LA Mayor Urged to Pledge 20,000 Affordable Units by 2019
According to the Coalition to Preserve L.A., new luxury communities are driving up the price of land.
Los Angeles—The Democratic leadership in California State government in Sacramento, as well as the administration of Los Angeles Mayor Eric Garcetti, have been urged by the Coalition to Preserve L.A. to pledge the construction of 20,000 affordable rental units in Los Angeles over the next three years.
The organization defines affordable apartment units as those one-bedroom units that can be rented for $600 or less monthly, or those two bedrooms that go for $800 or less.
“Greed has created a fever of land speculation in L.A. as purely profit-motivated developers decide what should be built on already-occupied land—land that often contains older, livable and affordable housing. Many thousands of livable, affordable rentals have been wiped out—with the approval of Los Angeles City Hall,” the organization alleged.
The Coalition to Preserve L.A. charged that the city council and Garcetti administration encourage land speculation by continually agreeing to luxury housing projects through ”spot zoning” that allows bigger and taller structures to be constructed.
The spot zoning delivers an enormous financial return on land speculation, land flipping, and project development, the organization asserted. It added that a report by former city controller Laura Chick found the preponderance of City Hall’s residential project approvals yielded luxury housing for individuals earning $135,000 annually. “Families in L.A. typically earn less than $60,000 [a year],” the organization stated.

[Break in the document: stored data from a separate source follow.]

use super::types::TelegramConfig;
use crate::errors::ConfigError;
use crate::providers::traits::MessagingProvider;
use crate::providers::util::{default_http_client, request_failure};
use crate::types::{DeliveryResult, DeliveryStatus, TelegramMedia, TelegramMessage, TelegramText};
use reqwest_middleware::ClientWithMiddleware;
use secrecy::ExposeSecret;
use serde::Deserialize;
use serde_json::{Value, json};
use url::Url;

#[cfg(feature = "tracing")]
use opentelemetry::trace::Status;
#[cfg(feature = "tracing")]
use tracing::{Span, error, info};
#[cfg(feature = "tracing")]
use tracing_opentelemetry::OpenTelemetrySpanExt;

/// Default Bot API URL.
pub const DEFAULT_API_URL: &str = "https://api.telegram.org";

#[derive(Debug, Deserialize)]
struct BotApiResponse {
    #[serde(default)]
    ok: bool,
    result: Option<BotApiResult>,
    error_code: Option<i64>,
    description: Option<String>,
}

#[derive(Debug, Deserialize)]
struct BotApiResult {
    message_id: Option<i64>,
}

/// Sends messages through the Telegram Bot API.
///
/// The Bot API is synchronous: a successful call means Telegram accepted
/// and delivered the message, so there is no status pipeline to poll and
/// `fetch_status` reports unknown.
#[derive(Clone)]
pub struct TelegramBotProvider {
    http_client: ClientWithMiddleware,
    // Includes the bot token, so it never appears in Debug output.
    base_url: String,
}

impl std::fmt::Debug for TelegramBotProvider {
    fn fmt(&self, f: &mut std::fmt::Formatter<'_>) -> std::fmt::Result {
        f.debug_struct("TelegramBotProvider")
            .field("base_url", &"[REDACTED]")
            .finish()
    }
}

impl TelegramBotProvider {
    /// Create a provider from `config`.
    pub fn new(config: TelegramConfig) -> Result<Self, ConfigError> {
        Self::with_client(config, None)
    }

    /// Create a provider that reuses a caller-supplied HTTP client.
    pub fn with_http_client(
        config: TelegramConfig,
        http_client: ClientWithMiddleware,
    ) -> Result<Self, ConfigError> {
        Self::with_client(config, Some(http_client))
    }

    fn with_client(
        config: TelegramConfig,
        http_client: Option<ClientWithMiddleware>,
    ) -> Result<Self, ConfigError> {
        if config.bot_token.expose_secret().is_empty() {
            return Err(ConfigError::MissingField("bot_token"));
        }

        let endpoint = config
            .endpoint
            .unwrap_or_else(|| Url::parse(DEFAULT_API_URL).expect("Invalid default URL"));
        let base_url = format!(
            "{}/bot{}",
            endpoint.as_str().trim_end_matches('/'),
            config.bot_token.expose_secret()
        );

        let http_client = match http_client {
            Some(client) => client,
            None => default_http_client(config.timeout)?,
        };

        Ok(Self {
            http_client,
            base_url,
        })
    }

    async fn send_text(&self, message: &TelegramText) -> DeliveryResult {
        let mut payload = json!({
            "chat_id": message.chat_id,
            "text": message.body,
        });
        if let Some(parse_mode) = message.parse_mode {
            payload["parse_mode"] = json!(parse_mode);
        }
        self.post("sendMessage", &payload).await
    }

    async fn send_media(&self, message: &TelegramMedia) -> DeliveryResult {
        let mut payload = serde_json::Map::new();
        payload.insert("chat_id".to_string(), json!(message.chat_id));
        payload.insert(
            message.media_type.field_name().to_string(),
            json!(message.media_url),
        );
        if let Some(caption) = message.caption.as_deref().filter(|caption| !caption.is_empty()) {
            payload.insert("caption".to_string(), json!(caption));
        }
        if let Some(parse_mode) = message.parse_mode {
            payload.insert("parse_mode".to_string(), json!(parse_mode));
        }

        self.post(message.media_type.endpoint(), &Value::Object(payload))
            .await
    }

    #[cfg_attr(
        feature = "tracing",
        tracing::instrument(
            name = "TelegramBotProvider::post",
            skip_all,
            fields(api_method = %method, message_id = tracing::field::Empty)
        )
    )]
    async fn post(&self, method: &str, payload: &Value) -> DeliveryResult {
        let url = format!("{}/{method}", self.base_url);
        let response = match self.http_client.post(url).json(payload).send().await {
            Ok(response) => response,
            Err(err) => return request_failure(err),
        };

        let data: BotApiResponse = match response.json().await {
            Ok(data) => data,
            Err(err) => {
                return DeliveryResult::fail(format!(
                    "failed to parse Telegram API response: {err}"
                ));
            }
        };

        if data.ok {
            return match data.result.and_then(|result| result.message_id) {
                Some(message_id) => {
                    let id = message_id.to_string();
                    #[cfg(feature = "tracing")]
                    {
                        info!(message_id = %id, "Telegram message sent");
                        Span::current().record("message_id", id.as_str());
                        Span::current().set_status(Status::Ok);
                    }
                    DeliveryResult::ok_with_id(DeliveryStatus::Sent, id)
                }
                None => {
                    #[cfg(feature = "tracing")]
                    Span::current().set_status(Status::Ok);
                    DeliveryResult::ok(DeliveryStatus::Sent)
                }
            };
        }

        let error_code = data.error_code.map(|code| code.to_string()).unwrap_or_default();
        let description = data
            .description
            .unwrap_or_else(|| "Unknown Telegram API error".to_string());

        #[cfg(feature = "tracing")]
        error!(code = %error_code, message = %description, "Telegram API error");

        DeliveryResult::fail_with_code(description, error_code)
    }
}

impl MessagingProvider for TelegramBotProvider {
    type Message = TelegramMessage;

    async fn send(&self, message: &TelegramMessage) -> DeliveryResult {
        match message {
            TelegramMessage::Text(text) => self.send_text(text).await,
            TelegramMessage::Media(media) => self.send_media(media).await,
        }
    }
}
//! Error types for provider construction.
//!
//! Delivery problems never surface as errors in this crate; they are
//! encoded in [`DeliveryResult`](crate::DeliveryResult). The only fallible
//! moment of a provider's life is its construction: validating the config
//! and building the HTTP client.

use thiserror::Error;

/// Error raised when a provider is constructed from an invalid configuration.
///
/// # Example
///
/// ```rust
/// use messaging_gateway::{ConfigError, TwilioConfig, TwilioWhatsAppProvider};
///
/// let config = TwilioConfig::new("AC123", "token", "");
/// let err = TwilioWhatsAppProvider::new(config).unwrap_err();
/// assert!(matches!(err, ConfigError::MissingField("whatsapp_number")));
/// ```
#[derive(Debug, Error)]
pub enum ConfigError {
    /// A required configuration field is missing or empty.
    #[error("missing required config field `{0}`")]
    MissingField(&'static str),

    /// The API endpoint URL could not be parsed.
    #[error("invalid endpoint URL: {0}")]
    InvalidEndpoint(#[from] url::ParseError),

    /// The HTTP client could not be built.
    #[error("failed to build HTTP client: {0}")]
    BuildHttpClient(#[from] reqwest::Error),
}
//! SMS delivery through the Twilio Messaging API.

use super::client::{CreateMessage, TwilioClient};
use super::types::TwilioSmsConfig;
use crate::errors::ConfigError;
use crate::providers::traits::MessagingProvider;
use crate::providers::util::truncate_chars;
use crate::types::{DeliveryResult, SmsMessage};
use reqwest_middleware::ClientWithMiddleware;

/// Maximum characters Twilio accepts in an SMS body. Longer texts are
/// truncated, not rejected.
pub const MAX_SMS_CHARS: usize = 1600;

/// SMS provider backed by the Twilio Messaging API.
///
/// Same `Messages` resource as WhatsApp, plain E.164 numbers instead of
/// `whatsapp:`-prefixed ones.
#[derive(Debug, Clone)]
pub struct TwilioSmsProvider {
    client: TwilioClient,
    from_number: String,
    status_callback: Option<String>,
}

impl TwilioSmsProvider {
    /// Create a provider from `config`.
    pub fn new(config: TwilioSmsConfig) -> Result<Self, ConfigError> {
        Self::with_client(config, None)
    }

    /// Create a provider that reuses a caller-supplied HTTP client.
    pub fn with_http_client(
        config: TwilioSmsConfig,
        http_client: ClientWithMiddleware,
    ) -> Result<Self, ConfigError> {
        Self::with_client(config, Some(http_client))
    }

    fn with_client(
        config: TwilioSmsConfig,
        http_client: Option<ClientWithMiddleware>,
    ) -> Result<Self, ConfigError> {
        if config.account_sid.is_empty() {
            return Err(ConfigError::MissingField("account_sid"));
        }
        if config.from_number.is_empty() {
            return Err(ConfigError::MissingField("from_number"));
        }

        let client = TwilioClient::new(
            config.account_sid,
            config.auth_token,
            config.endpoint,
            config.timeout,
            http_client,
        )?;

        Ok(Self {
            client,
            from_number: config.from_number,
            status_callback: config.status_callback,
        })
    }
}

impl MessagingProvider for TwilioSmsProvider {
    type Message = SmsMessage;

    #[cfg_attr(
        feature = "tracing",
        tracing::instrument(
            name = "TwilioSmsProvider::send",
            skip_all,
            fields(to = %message.to)
        )
    )]
    async fn send(&self, message: &SmsMessage) -> DeliveryResult {
        if message.body.trim().is_empty() {
            return DeliveryResult::fail("No message body provided");
        }

        let body = truncate_chars(&message.body, MAX_SMS_CHARS);

        self.client
            .create_message(CreateMessage {
                to: &message.to,
                from: &self.from_number,
                body: Some(body.to_string()),
                media_urls: &[],
                content_sid: None,
                content_variables: None,
                status_callback: self.status_callback.as_deref(),
            })
            .await
    }

    async fn fetch_status(&self, external_id: &str) -> Option<DeliveryResult> {
        self.client.fetch_message(external_id).await
    }
}
// =============================================================================
// DeliveryStatus
// =============================================================================

/// Delivery lifecycle status of a message, normalized across providers.
///
/// Every provider maps its native status vocabulary onto this enum. The
/// variants carry a precedence so consumers can decide whether a status
/// update represents forward progress:
///
/// | Status | Precedence |
/// |--------|-----------|
/// | `Read` | 6 |
/// | `Delivered` | 5 |
/// | `Sent` | 4 |
/// | `Queued` | 1 |
/// | `Failed` | -1 |
/// | `Undelivered` | -2 |
///
/// # Example
///
/// ```rust
/// use messaging_gateway::DeliveryStatus;
///
/// let stored = DeliveryStatus::Sent;
/// let update = DeliveryStatus::Delivered;
/// assert!(update.supersedes(stored));
///
/// // A late "queued" callback never overwrites "delivered".
/// assert!(!DeliveryStatus::Queued.supersedes(DeliveryStatus::Delivered));
/// ```
#[derive(Debug, Clone, Copy, PartialEq, Eq, Hash, Serialize, Deserialize)]
#[serde(rename_all = "lowercase")]
pub enum DeliveryStatus {
    /// Accepted by the provider, not yet handed to the network.
    Queued,
    /// Handed to the downstream network.
    Sent,
    /// Confirmed delivered to the recipient's device.
    Delivered,
    /// Read receipt received.
    Read,
    /// Rejected or errored before reaching the network.
    Failed,
    /// Accepted by the network but could not be delivered.
    Undelivered,
}
use super::types::WhatsAppPersonalConfig;
use crate::errors::ConfigError;
use crate::providers::traits::MessagingProvider;
use crate::providers::util::default_http_client;
use crate::types::{DeliveryResult, DeliveryStatus, WhatsAppMedia, WhatsAppMessage, WhatsAppText};
use once_cell::sync::Lazy;
use regex::Regex;
use reqwest_middleware::ClientWithMiddleware;
use secrecy::{ExposeSecret, SecretString};
use serde_json::{Value, json};
use thiserror::Error;

#[cfg(feature = "tracing")]
use tracing::warn;

/// The adapter rejects texts longer than this instead of truncating them.
pub const MAX_BODY_CHARS: usize = 1532;

static CHAT_ID_RE: Lazy<Regex> =
    Lazy::new(|| Regex::new(r"^\+[1-9]\d{1,14}$").expect("Invalid chat id regex"));

/// Errors from a single adapter HTTP call. These never escape the provider;
/// they become failed [`DeliveryResult`]s.
#[derive(Debug, Error)]
enum AdapterError {
    #[error("Adapter error ({status}): {detail}")]
    Http { status: u16, detail: String },
    #[error("Network error communicating with adapter")]
    Network(#[source] reqwest_middleware::Error),
    #[error("Adapter returned unexpected content type: {0}")]
    ContentType(String),
    #[error("Adapter returned invalid JSON")]
    InvalidJson(#[source] reqwest::Error),
    #[error("Adapter returned non-object JSON")]
    NonObjectJson,
}

/// Normalizes a recipient to the chat id format the adapter accepts.
///
/// Group JIDs (`...@g.us`) pass through untouched. Anything else must
/// reduce to an E.164 number once formatting characters are stripped.
fn normalize_chat_id(phone_number: &str) -> Option<String> {
    let trimmed = phone_number.trim();

    if trimmed.ends_with("@g.us") {
        return Some(trimmed.to_string());
    }

    let trimmed = match trimmed.get(..9) {
        Some(prefix) if prefix.eq_ignore_ascii_case("whatsapp:") => &trimmed[9..],
        _ => trimmed,
    };

    // Allow formatted numbers like "+55 (11) 99999-9999".
    let digits_only: String = trimmed.chars().filter(|ch| ch.is_ascii_digit()).collect();
    if digits_only.is_empty() || digits_only.starts_with('0') {
        return None;
    }

    let candidate = format!("+{digits_only}");
    CHAT_ID_RE.is_match(&candidate).then_some(candidate)
}

/// Picks the adapter endpoint for a file's MIME type. Audio goes out as a
/// voice note; anything unrecognized ships as a plain file.
fn endpoint_for_mime(content_type: &str) -> &'static str {
    if content_type.starts_with("image/") {
        "sendImage"
    } else if content_type.starts_with("video/") {
        "sendVideo"
    } else if content_type.starts_with("audio/") {
        "sendVoice"
    } else {
        "sendFile"
    }
}

/// Pulls an error message out of an adapter response body.
///
/// Only `error` and `detail` are checked at the top level; `message` is
/// only read inside nested error objects so that success responses with a
/// top-level `message` field are not misread as failures.
fn extract_adapter_error(data: &Value) -> Option<String> {
    for key in ["error", "detail"] {
        match data.get(key) {
            Some(Value::String(value)) if !value.trim().is_empty() => {
                return Some(value.trim().to_string());
            }
            Some(Value::Object(nested)) => {
                for nested_key in ["message", "detail", "error"] {
                    if let Some(Value::String(value)) = nested.get(nested_key) {
                        if !value.trim().is_empty() {
                            return Some(value.trim().to_string());
                        }
                    }
                }
            }
            _ => {}
        }
    }
    None
}

fn extract_text_message_id(data: &Value) -> Option<String> {
    let payload = data.get("payload")?.as_object()?;
    for key in ["MessageSid", "Sid"] {
        if let Some(Value::String(sid)) = payload.get(key) {
            if !sid.trim().is_empty() {
                return Some(sid.trim().to_string());
            }
        }
    }
    None
}

fn extract_media_message_id(data: &Value) -> Option<String> {
    match data.get("id") {
        // Media endpoints usually return {"id": {"_serialized": ...}}.
        Some(Value::Object(raw_id)) => {
            for key in ["_serialized", "id"] {
                if let Some(Value::String(nested)) = raw_id.get(key) {
                    if !nested.trim().is_empty() {
                        return Some(nested.trim().to_string());
                    }
                }
            }
            None
        }
        Some(Value::String(raw_id)) => {
            let trimmed = raw_id.trim();
            (!trimmed.is_empty()).then(|| trimmed.to_string())
        }
        _ => extract_text_message_id(data),
    }
}

fn parse_send_text_response(data: &Value) -> Result<String, String> {
    if let Some(error) = extract_adapter_error(data) {
        return Err(error);
    }
    extract_text_message_id(data).ok_or_else(|| "Adapter response missing message id".to_string())
}

fn parse_send_media_response(data: &Value) -> Result<String, String> {
    if let Some(error) = extract_adapter_error(data) {
        return Err(error);
    }
    extract_media_message_id(data).ok_or_else(|| "Adapter response missing message id".to_string())
}

/// Sends WhatsApp messages through a personal-session adapter.
///
/// The adapter drives a logged-in WhatsApp Web session, so there is no
/// template support and no status polling; `fetch_status` reports unknown.
/// Media messages fan out one HTTP call per file, with the caption sent
/// ahead as its own text message. Partial failures keep the first
/// successful message id but report [`DeliveryStatus::Failed`] with the
/// collected errors.
#[derive(Clone)]
pub struct WhatsAppPersonalProvider {
    http_client: ClientWithMiddleware,
    api_key: SecretString,
    base_url: String,
    session_public_id: String,
}

impl std::fmt::Debug for WhatsAppPersonalProvider {
    fn fmt(&self, f: &mut std::fmt::Formatter<'_>) -> std::fmt::Result {
        f.debug_struct("WhatsAppPersonalProvider")
            .field("session_public_id", &self.session_public_id)
            .field("api_key", &"[REDACTED]")
            .field("base_url", &self.base_url)
            .finish()
    }
}

impl WhatsAppPersonalProvider {
    /// Create a provider from `config`.
    pub fn new(config: WhatsAppPersonalConfig) -> Result<Self, ConfigError> {
        Self::with_client(config, None)
    }

    /// Create a provider that reuses a caller-supplied HTTP client.
    pub fn with_http_client(
        config: WhatsAppPersonalConfig,
        http_client: ClientWithMiddleware,
    ) -> Result<Self, ConfigError> {
        Self::with_client(config, Some(http_client))
    }

    fn with_client(
        config: WhatsAppPersonalConfig,
        http_client: Option<ClientWithMiddleware>,
    ) -> Result<Self, ConfigError> {
        if config.adapter_base_url.is_empty() {
            return Err(ConfigError::MissingField("adapter_base_url"));
        }

        let http_client = match http_client {
            Some(client) => client,
            None => default_http_client(config.timeout)?,
        };

        Ok(Self {
            http_client,
            api_key: config.api_key,
            base_url: config.adapter_base_url.trim_end_matches('/').to_string(),
            session_public_id: config.session_public_id,
        })
    }

    async fn send_text(&self, message: &WhatsAppText) -> DeliveryResult {
        let body = message.body.trim();
        if body.is_empty() {
            return DeliveryResult::fail("Cannot send an empty message");
        }
        if body.chars().count() > MAX_BODY_CHARS {
            return DeliveryResult::fail(format!(
                "Message text exceeds {MAX_BODY_CHARS} characters"
            ));
        }

        let Some(chat_id) = normalize_chat_id(&message.to) else {
            return DeliveryResult::fail("Invalid phone number");
        };

        let data = match self
            .post("/api/sendText", &json!({"chatId": chat_id, "text": body}))
            .await
        {
            Ok(data) => data,
            Err(err) => return DeliveryResult::fail(err.to_string()),
        };

        match parse_send_text_response(&data) {
            Ok(id) => DeliveryResult::ok_with_id(DeliveryStatus::Sent, id),
            Err(error) => DeliveryResult::fail(error),
        }
    }

    async fn send_media(&self, message: &WhatsAppMedia) -> DeliveryResult {
        if message.media_urls.is_empty() {
            return DeliveryResult::fail("No media URLs provided");
        }

        let Some(chat_id) = normalize_chat_id(&message.to) else {
            return DeliveryResult::fail("Invalid phone number");
        };

        let mut errors: Vec<String> = Vec::new();
        let mut external_id: Option<String> = None;

        // The caption goes out first as its own text message.
        let caption = message
            .caption
            .as_deref()
            .map(str::trim)
            .filter(|caption| !caption.is_empty());
        let mut text_sent = false;
        if let Some(caption) = caption {
            match self
                .post("/api/sendText", &json!({"chatId": chat_id, "text": caption}))
                .await
            {
                Ok(data) => match parse_send_text_response(&data) {
                    Ok(id) => {
                        external_id = Some(id);
                        text_sent = true;
                    }
                    Err(error) => errors.push(error),
                },
                Err(err) => errors.push(err.to_string()),
            }
        }

        for (idx, url) in message.media_urls.iter().enumerate() {
            let mimetype = message
                .media_types
                .get(idx)
                .map_or("application/octet-stream", String::as_str);
            let filename = message
                .media_filenames
                .get(idx)
                .filter(|filename| !filename.is_empty());
            let endpoint = endpoint_for_mime(mimetype);

            // Caption rides on the first file only when it was not already
            // delivered as a separate text message.
            let file_caption = if !text_sent && idx == 0 {
                message.caption.as_deref().filter(|caption| !caption.is_empty())
            } else {
                None
            };

            let mut file_payload = json!({"mimetype": mimetype, "url": url});
            if let Some(filename) = filename {
                file_payload["filename"] = json!(filename);
            }

            let mut request_payload = json!({"chatId": chat_id, "file": file_payload});
            if let Some(caption) = file_caption {
                request_payload["caption"] = json!(caption);
            }

            let data = match self.post(&format!("/api/{endpoint}"), &request_payload).await {
                Ok(data) => data,
                Err(err) => {
                    errors.push(err.to_string());
                    continue;
                }
            };

            match parse_send_media_response(&data) {
                Ok(id) => {
                    if external_id.is_none() {
                        external_id = Some(id);
                    }
                }
                Err(error) => errors.push(error),
            }
        }

        if !errors.is_empty() && external_id.is_none() {
            return DeliveryResult::fail(errors.join("; "));
        }

        let status = if errors.is_empty() {
            DeliveryStatus::Sent
        } else {
            DeliveryStatus::Failed
        };
        DeliveryResult::from_report(
            status,
            external_id,
            None,
            (!errors.is_empty()).then(|| errors.join("; ")),
        )
    }

    #[cfg_attr(
        feature = "tracing",
        tracing::instrument(
            name = "WhatsAppPersonalProvider::post",
            skip_all,
            fields(session = %self.session_public_id, path = %path)
        )
    )]
    async fn post(&self, path: &str, payload: &Value) -> Result<Value, AdapterError> {
        let url = format!("{}{path}", self.base_url);
        let response = self
            .http_client
            .post(url)
            .header("X-Api-Key", self.api_key.expose_secret())
            .json(payload)
            .send()
            .await
            .map_err(AdapterError::Network)?;

        let status = response.status();
        if !status.is_success() {
            let detail = response.text().await.unwrap_or_else(|err| err.to_string());

            #[cfg(feature = "tracing")]
            warn!(status = status.as_u16(), detail = %detail, "adapter request failed");

            return Err(AdapterError::Http {
                status: status.as_u16(),
                detail,
            });
        }

        let content_type = response
            .headers()
            .get(reqwest::header::CONTENT_TYPE)
            .and_then(|value| value.to_str().ok())
            .unwrap_or_default()
            .to_string();
        if !content_type.to_lowercase().contains("application/json") {
            return Err(AdapterError::ContentType(content_type));
        }

        let data: Value = response.json().await.map_err(AdapterError::InvalidJson)?;
        if !data.is_object() {
            return Err(AdapterError::NonObjectJson);
        }
        Ok(data)
    }
}

impl MessagingProvider for WhatsAppPersonalProvider {
    type Message = WhatsAppMessage;

    async fn send(&self, message: &WhatsAppMessage) -> DeliveryResult {
        match message {
            WhatsAppMessage::Text(text) => self.send_text(text).await,
            WhatsAppMessage::Media(media) => self.send_media(media).await,
            WhatsAppMessage::Template(_) => {
                DeliveryResult::fail("WhatsApp Personal does not support template messages")
            }
            WhatsAppMessage::MetaTemplate(_) => {
                DeliveryResult::fail("Unsupported message type: MetaWhatsAppTemplate")
            }
        }
    }
}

Occupied land in L.A. has become a focus of bidding wars, with developers recognizing “land can be turned to gold by spot zoning,” the Coalition to Preserve L.A. contended. It added: “Los Angeles cannot afford this backward-looking, old-time game that has created a devastating net loss of existing affordable housing. The luxury buildings are now driving up the price of land and housing all around them, forcing out large numbers of working families, artists and other lower-income and middle-income people.”
The coalition is advocating a moratorium on projects that don’t adhere to existing zoning, as well as a comprehensive updating of the city’s long-neglected General Plan.
“The General Plan, which has not been modernized since the 1980s, must end L.A.’s devastating land-bidding wars, driven by old-school dealings between politicians and luxury developers,” the coalition reported. “A forward-thinking general plan must bring intelligence and rationality to zoning and to decisions about how and where residential gentrification is a plus for L.A.’s livability. It must no longer be driven by the spot-zoning that today lines developers’ purses.”